Table of Contents
Los Angeles Eviction Moratorium Upheld by Appeals Court
September 30 Update: The California eviction moratorium set to expire, but there are still options.
There’s a Los Angeles eviction moratorium, and it was just found to be legal. Making more headlines, the U.S. Supreme Court ruled that the federal CDC eviction moratorium was not legitimate. This dealt a major setback for renters around the country. However, there was a development Wednesday about the Los Angeles eviction moratorium. This has been a topic of a lawsuit by Southern California’s largest landlord association to undo the restriction.
Back in June 2020, the Apartment Association of Greater Los Angeles sued the city of Los Angeles challenging the Los Angeles eviction moratorium, ban on late fees, and interest on unpaid rent, as well as the restriction of annual rent increases. In November, a federal judge at the District Court issued an order that protects renters during the global pandemic, denying the request for an injunction. A month later, the AAGLA appealed.
The Ninth Circuit’s Ruling
This brings us to this August, 2021. Citing the landmark Contracts Clause case of Home Building & Loan Ass’n v. Blaisdell, 290 U.S. 398 (1934), a three-judge panel of the Ninth Circuit Court of Appeals upheld the district court judge’s ruling. This means the renter moratorium can continue. The challenge was specifically whether the Los Angeles eviction moratorium violated the U.S. Constitution’s Contracts Clause. The 9th Circuit ruled that it did not.
What’s interesting is the Ninth Circuit acknowledged the Supreme Court rulings on various challenges to eviction moratoria. However, it limited its review of the Los Angeles renter moratorium to merely interpreting whether the ban violated the Contract’s Clause of Article I, Section 10. Given that very narrow review, the Court of Appeals held that the restriction was “reasonable” and “appropriate.”
The Ninth Circuit opinion by Judge Daniel A. Bress wrote, “Thus, the eviction moratorium must be upheld, even if it is a substantial impairment of contractual relations, if its “adjustment of the rights and responsibilities of contracting parties is based upon reasonable conditions and is of a character appropriate to the public purpose justifying the legislation’s adoption.”
Then, turning to the legislation, the court wrote, “We need not decide whether the eviction moratorium is a substantial impairment of contractual relations because even assuming it is, given the challenges that COVID-19 presents, the moratorium’s provisions constitute an “appropriate and reasonable way to advance a significant and legitimate public purpose.”
Reaction to the Appellate Court’s Opinion
Locally, Public Counsel’s Faizah Malik wrote, ““We cannot deny the importance of housing in service of our public health goals and will continue to fight to help keep Angelenos stably housed and back on their feet with rental assistance.”
Daniel Yukelson, executive director for AAGLA said, “I understand that some of the justices of the Supreme Court are interested in hearing a Contracts Clause case and this one would be the right case for them to hear.”
So, for now, it’s another big setback for the Apartment Association of Greater Los Angeles. The Los Angeles eviction moratorium can continue, protecting the city’s renters.

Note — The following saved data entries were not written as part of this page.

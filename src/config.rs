//! Runtime configuration from the environment (and `.env`, loaded by the
//! binary before this is read).

use anyhow::{Context, Result, bail};

use crate::parser::{NumericPolicy, ParseOptions};

pub const DEFAULT_API_URL: &str = "http://localhost:8000";
pub const DEFAULT_LOG_FILE: &str = "logs/cleanskies.log";

#[derive(Debug, Clone)]
pub struct Config {
    pub api_url: String,
    pub log_file_path: String,
    pub parse: ParseOptions,
}

impl Default for Config {
    fn default() -> Self {
        Self {
            api_url: DEFAULT_API_URL.to_string(),
            log_file_path: DEFAULT_LOG_FILE.to_string(),
            parse: ParseOptions::default(),
        }
    }
}

impl Config {
    /// Reads `CLEANSKIES_API_URL`, `LOG_FILE_PATH`, `CLEANSKIES_DELIMITER`
    /// and `CLEANSKIES_STRICT_NUMBERS`. Unset variables keep their defaults.
    pub fn from_env() -> Result<Self> {
        Self::from_lookup(|key| std::env::var(key).ok())
    }

    fn from_lookup(lookup: impl Fn(&str) -> Option<String>) -> Result<Self> {
        let mut config = Self::default();

        if let Some(url) = lookup("CLEANSKIES_API_URL") {
            config.api_url = url;
        }
        if let Some(path) = lookup("LOG_FILE_PATH") {
            config.log_file_path = path;
        }
        if let Some(d) = lookup("CLEANSKIES_DELIMITER") {
            config.parse.delimiter = parse_delimiter(&d).context("CLEANSKIES_DELIMITER")?;
        }
        if let Some(strict) = lookup("CLEANSKIES_STRICT_NUMBERS") {
            let strict = parse_bool(&strict).context("CLEANSKIES_STRICT_NUMBERS")?;
            config.parse.on_parse_failure = if strict {
                NumericPolicy::Error
            } else {
                NumericPolicy::Zero
            };
        }

        Ok(config)
    }
}

/// Accepts a single ASCII character, or the names `tab`, `comma`,
/// `semicolon` and `pipe`.
pub fn parse_delimiter(s: &str) -> Result<u8> {
    let d = match s {
        "tab" | "\\t" | "\t" => b'\t',
        "comma" => b',',
        "semicolon" => b';',
        "pipe" => b'|',
        other => match other.as_bytes() {
            [b] if b.is_ascii() && *b != b'\n' && *b != b'\r' => *b,
            _ => bail!("delimiter must be a single ASCII character, got {other:?}"),
        },
    };
    Ok(d)
}

fn parse_bool(s: &str) -> Result<bool> {
    match s.trim().to_lowercase().as_str() {
        "1" | "true" | "yes" | "on" => Ok(true),
        "0" | "false" | "no" | "off" | "" => Ok(false),
        other => bail!("expected a boolean, got {other:?}"),
    }
}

What about the Supreme Court’s Ruling?
The US Supreme Court (SCOTUS) just ruled that the CDC’s eviction moratorium was illegal. The rationale there was that only Congress can make laws, and because it was made by an executive administration, it was denied. If or when Congress does take up the issue, it will be interesting to see if the Supreme Court rules on the Due Process issue.
Also, given the AAGLA setback, it may appeal the Ninth Circuit decision to the Supreme Court.
Back here in the Ninth Circuit, because the AAGLA didn’t raise any Due Process arguments, the appellate court didn’t rule on them (opinion, fn 1). By the time this argument is raised to the Supreme Court, it’s quite possible the whole thing will be moot, because the pandemic will be over.
Wait, what about the California eviction moratorium?
While the national eviction ban is dead in the water until Congress passes legislation for one, there is still not one ban but two in place locally. The state has a California eviction moratorium, also. This protects all state renters from housing insecurity until September 30, 2021. This deadline has already been extended numerous times, and with the spread of the new Delta variant of COVID-19, it’s likely it will be extended again.
In fact, both the Los Angeles County eviction moratorium and California eviction moratorium are scheduled to expire September 30.
City of Los Angeles Eviction Moratorium
The city of Los Angeles has its own ban. There is a “Local Emergency Period” to which the City of Los Angeles connected its eviction moratorium. Legal challenges aside, even if the state and county restrictions end on Sept 30, 2021 (or after a lapsed subsequent extension), the city moratorium protects tenants from eviction August 1, 2022.
When all this ends, it’s possible that a bankruptcy can help catch up and keep you in your home.